いつもお読み頂き有難う御座いますm(__)m

ブックマークまでして頂いてお待ち頂いている方々、感謝ですm(__)

 ※※※


「な、なんだ?」「中から魔物?」「ギ、ギルド職員達が……」


 突如中から出てきたのは三匹の魔物達。すぐ前にいたギルド職員達に襲いかかり殺した後、それらを遠慮なく食らっている。それらは大きな耳に巨大な鷲鼻。そして片翼1m程の翼にまるで妊婦のように大きく突き出た腹。手と足は痩せて細い。その魔物達三匹は、周りの様子を気にする事なく、ギルド本部前で職員達をバリバリ、と音を立て、血を口から垂らしながら、一心不乱に食している。

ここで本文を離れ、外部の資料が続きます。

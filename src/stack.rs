//! Persistent, structurally shared LIFO stacks.
//!
//! Nodes live in a [`StackArena`] and are addressed by index. A [`Stack`] is a
//! cheap `Copy` handle to one node (or to nothing, the empty stack). Pushing
//! allocates a node that points at the previous handle, so any number of
//! handles may share a tail safely; popping just moves to the tail handle.
//!
//! [`VirtualStack`] bundles an arena with a mutable cursor. The engine uses
//! one for the call stack of execution scopes and another for history.

use crate::error::StackError;

/// Index of a node inside a [`StackArena`].
#[derive(Debug, Clone, Copy, PartialEq, Eq, Hash)]
pub struct NodeId(usize);

#[derive(Debug, Clone)]
struct Node<T> {
    head: T,
    tail: Option<NodeId>,
}

/// Backing storage for persistent stack nodes. Nodes are never freed.
#[derive(Debug, Clone)]
pub struct StackArena<T> {
    nodes: Vec<Node<T>>,
}

impl<T> Default for StackArena<T> {
    fn default() -> Self {
        Self { nodes: Vec::new() }
    }
}

impl<T> StackArena<T> {
    pub fn new() -> Self {
        Self::default()
    }

    /// Number of nodes ever allocated.
    pub fn len(&self) -> usize {
        self.nodes.len()
    }

    pub fn is_empty(&self) -> bool {
        self.nodes.is_empty()
    }

    fn alloc(&mut self, head: T, tail: Option<NodeId>) -> NodeId {
        self.nodes.push(Node { head, tail });
        NodeId(self.nodes.len() - 1)
    }
}

/// A handle to an immutable chain of nodes. `Stack::EMPTY` is the empty stack.
#[derive(Debug, Clone, Copy, PartialEq, Eq, Hash)]
pub struct Stack {
    top: Option<NodeId>,
}

impl Stack {
    pub const EMPTY: Stack = Stack { top: None };

    pub fn is_empty(self) -> bool {
        self.top.is_none()
    }

    /// Returns a new handle whose head is `value` and whose tail is `self`.
    pub fn push<T>(self, arena: &mut StackArena<T>, value: T) -> Stack {
        Stack {
            top: Some(arena.alloc(value, self.top)),
        }
    }

    /// Returns the tail of this stack.
    pub fn pop<T>(self, arena: &StackArena<T>) -> Result<Stack, StackError> {
        let id = self.top.ok_or(StackError::EmptyStack)?;
        Ok(Stack {
            top: arena.nodes[id.0].tail,
        })
    }

    pub fn head<T>(self, arena: &StackArena<T>) -> Result<&T, StackError> {
        let id = self.top.ok_or(StackError::EmptyStack)?;
        Ok(&arena.nodes[id.0].head)
    }

    /// Returns a handle with the head replaced by `value` and the same tail.
    ///
    /// The old node is left untouched, so other handles that reference it keep
    /// seeing the old head. Updating the empty stack pushes `value`.
    pub fn update<T>(self, arena: &mut StackArena<T>, value: T) -> Stack {
        let tail = self.top.and_then(|id| arena.nodes[id.0].tail);
        Stack {
            top: Some(arena.alloc(value, tail)),
        }
    }

    /// Iterates the values from head to bottom.
    pub fn iter<T>(self, arena: &StackArena<T>) -> StackIter<'_, T> {
        StackIter {
            arena,
            next: self.top,
        }
    }

    pub fn depth<T>(self, arena: &StackArena<T>) -> usize {
        self.iter(arena).count()
    }
}

pub struct StackIter<'a, T> {
    arena: &'a StackArena<T>,
    next: Option<NodeId>,
}

impl<'a, T> Iterator for StackIter<'a, T> {
    type Item = &'a T;

    fn next(&mut self) -> Option<Self::Item> {
        let id = self.next?;
        let node = &self.arena.nodes[id.0];
        self.next = node.tail;
        Some(&node.head)
    }
}

/// A mutable cursor over a persistent stack.
#[derive(Debug, Clone)]
pub struct VirtualStack<T> {
    arena: StackArena<T>,
    cursor: Stack,
}

impl<T> Default for VirtualStack<T> {
    fn default() -> Self {
        Self {
            arena: StackArena::new(),
            cursor: Stack::EMPTY,
        }
    }
}

impl<T> VirtualStack<T> {
    /// Creates an empty virtual stack.
    pub fn new() -> Self {
        Self::default()
    }

    /// Creates a virtual stack holding a single value.
    pub fn with_head(value: T) -> Self {
        let mut stack = Self::new();
        stack.push(value);
        stack
    }

    pub fn get_head(&self) -> Result<&T, StackError> {
        self.cursor.head(&self.arena)
    }

    pub fn push(&mut self, value: T) {
        self.cursor = self.cursor.push(&mut self.arena, value);
    }

    pub fn pop(&mut self) -> Result<(), StackError> {
        self.cursor = self.cursor.pop(&self.arena)?;
        Ok(())
    }

    pub fn update(&mut self, value: T) {
        self.cursor = self.cursor.update(&mut self.arena, value);
    }

    /// Returns the current cursor handle.
    pub fn get(&self) -> Stack {
        self.cursor
    }

    /// Moves the cursor to a handle previously returned by [`VirtualStack::get`].
    pub fn set(&mut self, stack: Stack) {
        self.cursor = stack;
    }

    pub fn iter(&self) -> StackIter<'_, T> {
        self.cursor.iter(&self.arena)
    }

    pub fn depth(&self) -> usize {
        self.cursor.depth(&self.arena)
    }

    pub fn is_empty(&self) -> bool {
        self.cursor.is_empty()
    }

    pub fn arena(&self) -> &StackArena<T> {
        &self.arena
    }
}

 キラービーとハービーをようやくやり切り、ホッとしてたのもあるかららだろう、目の前で起こっている現象に、皆理解出来ていない様子で、何が起こっているのか分からずぼーっとしている面々。


「! ヤ、ヤックム」だがそんな中、ナリヤがハッとして、目の前で食われているギルド職員の一人、ヤックムの名前をつい叫ぶ。当然叫んだところで返事はないのだが、その一声で周りの冒険者達も、今目の前で起こっている異常事態に、ようやく頭が追いついたようである。

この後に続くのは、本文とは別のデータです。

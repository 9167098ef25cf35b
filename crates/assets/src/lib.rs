//! Gallery assets: the YAML manifest describing a gallery and the decoded
//! images that back each plane.
//!
//! The renderer consumes [`ImageData`] by index; it never touches paths.

mod error;
mod image_data;
mod manifest;

pub use error::AssetError;
pub use image_data::{ImageData, Texels, fit_within, load_images};
pub use manifest::{GalleryManifest, IMAGE_EXTENSIONS, WindowConfig};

「何でギルドの中からまたも魔物が出てきたんだ?」「知らねぇよ! てかあれ、アークデーモンじゃないのか?」


 ナリヤに引き続きキロットとグンターも声を荒げる。それに続くように辺りがざわついてきた。そんな周りの様子を気にする事なく、未だギルド職員達を遠慮なく咀嚼している、グンターにアークデーモンと言われた三匹。グンターの言う通り、これらの魔物はアークデーモンだ。デーモンよりも弱い劣化種ながら、そのレベルはハーピー達と同等かそれ以上の魔物である。それなりに知能は高く魔物独特の魔法が使え、ギルド職員が食われている通り、人や動物を食す魔物である。因みに女性は繁殖に使われる。

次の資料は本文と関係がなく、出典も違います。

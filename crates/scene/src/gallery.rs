use std::time::Duration;

use glam::Vec2;
use infinigrid_common::Viewport;
use infinigrid_layout::{GridLayout, LayoutConfig, LayoutError};
use infinigrid_render::{FrameView, PerspectiveCamera, Plane};
use infinigrid_scroll::ScrollState;

/// What happened during one [`Gallery::frame`].
#[derive(Debug, Clone, Copy, PartialEq, Default)]
pub struct FrameStats {
    /// Planes overlapping the viewport after this frame's wrap.
    pub visible: usize,
    /// Plane under the pointer, if any.
    pub hovered: Option<usize>,
    /// Planes whose hover state flipped this frame.
    pub hover_changes: usize,
}

/// The gallery scene: grid layout, one plane per image, and the camera.
pub struct Gallery {
    layout: GridLayout,
    camera: PerspectiveCamera,
    planes: Vec<Plane>,
    viewport: Viewport,
    pointer: Option<Vec2>,
    hovered: Option<usize>,
}

impl Gallery {
    /// Lay out one plane per entry of `image_sizes` (native pixel sizes).
    pub fn new(
        config: LayoutConfig,
        image_sizes: &[(u32, u32)],
        viewport: Viewport,
        scroll: &ScrollState,
    ) -> Result<Self, LayoutError> {
        let layout = GridLayout::new(config, image_sizes.len(), viewport)?;
        let planes = layout
            .placements(scroll.current())
            .into_iter()
            .zip(image_sizes)
            .map(|(placement, &size)| Plane::new(placement.item, size, placement.rect, viewport))
            .collect::<Vec<_>>();

        tracing::info!(
            planes = planes.len(),
            columns = layout.column_count(),
            col_bound = layout.col_bound(),
            item_bound = layout.item_bound(),
            "gallery created"
        );

        Ok(Self {
            layout,
            camera: PerspectiveCamera::new(viewport),
            planes,
            viewport,
            pointer: None,
            hovered: None,
        })
    }

    pub fn layout(&self) -> &GridLayout {
        &self.layout
    }

    pub fn camera(&self) -> &PerspectiveCamera {
        &self.camera
    }

    pub fn planes(&self) -> &[Plane] {
        &self.planes
    }

    pub fn viewport(&self) -> Viewport {
        self.viewport
    }

    pub fn hovered(&self) -> Option<usize> {
        self.hovered
    }

    /// React to a viewport change: grid bounds, camera and plane viewport
    /// uniforms are all refreshed before the next frame.
    pub fn resize(&mut self, viewport: Viewport) {
        self.viewport = viewport;
        self.layout.resize(viewport);
        self.camera.resize(viewport);
        tracing::debug!(
            width = viewport.width,
            height = viewport.height,
            fov = self.camera.fov_degrees(),
            "gallery resized"
        );
    }

    /// Last known pointer position in screen pixels, `None` when it left the window.
    pub fn set_pointer(&mut self, pointer: Option<Vec2>) {
        self.pointer = pointer;
    }

    /// Run one frame: step scroll, re-wrap the grid, sync every plane.
    pub fn frame(&mut self, scroll: &mut ScrollState, dt: Duration) -> FrameStats {
        let _span = tracing::info_span!("gallery_frame").entered();

        scroll.step();
        let placements = self.layout.placements(scroll.current());

        for (plane, placement) in self.planes.iter_mut().zip(&placements) {
            plane.update(placement.rect, self.viewport, scroll);
        }

        let hovered = self
            .pointer
            .and_then(|p| self.planes.iter().find(|plane| plane.contains(p)))
            .map(Plane::index);

        let mut stats = FrameStats {
            hovered,
            ..FrameStats::default()
        };
        for plane in &mut self.planes {
            if plane.set_hovered(hovered == Some(plane.index())) {
                stats.hover_changes += 1;
            }
            plane.tick_hover(dt);
            if plane.rect().intersects(&self.viewport) {
                stats.visible += 1;
            }
        }
        self.hovered = hovered;

        tracing::trace!(
            current = ?scroll.current(),
            speed = ?scroll.speed(),
            visible = stats.visible,
            "frame"
        );
        stats
    }

    /// Borrow a read-only view for a renderer.
    pub fn view<'a>(&'a self, frame: u64, scroll: &'a ScrollState) -> FrameView<'a> {
        FrameView {
            frame,
            camera: &self.camera,
            scroll,
            planes: &self.planes,
        }
    }
}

 そして、本来は全身真っ赤な筈なのだが、皆一様に紫色だ。


「な、何? アークデーモンだと? またもそんな強力な魔物が?」周りの後片付けをしていたファンダルとその他兵士達は、既に手を止め驚いた様子で魔物を見ている。


「なあ、もしかして……」「ああ。色も色だしな」そしてグンターとキロットが何かに気づき、顔を見合わせる。本来の色ではなく紫色という事は、と。


 何にせよギルド職員、要する守るべきメディーの都民が殺された事に変わりわない。ギリリとグオール将軍が怒りを噛み殺すかのように歯噛みし、「お前ら! 儂と共にあの魔物達を倒すぞ!」と、他の兵士達に声を掛け自身の剣と盾を装備し直し身構えた。それに応えるかのように、ファンダルを含む兵士達も等しく緊張した面持ちながら臨戦態勢を取る。


 何故ギルド本部内から出てきたかは分からないが、人を食らうこの危険な魔物をこのまま放置しておく訳にはいかない。そして冒険者達は、先程までキラービーとハーピーを相手していて疲労している。なのでグオール将軍は、この魔物達を兵士達と共に自分達が率先して倒そうと思ったのである。


「ギギギ?」「グギョロオ?」真っ赤な血を垂らした口から、骨らしきものをペッと吐き出しながら、ギルド本部前にいる三匹のアークデーモン達は、周りの雰囲気が変わった事を察したようで、手に持っていた元人らしき何かを地面に捨て、グオール達に向かい合う。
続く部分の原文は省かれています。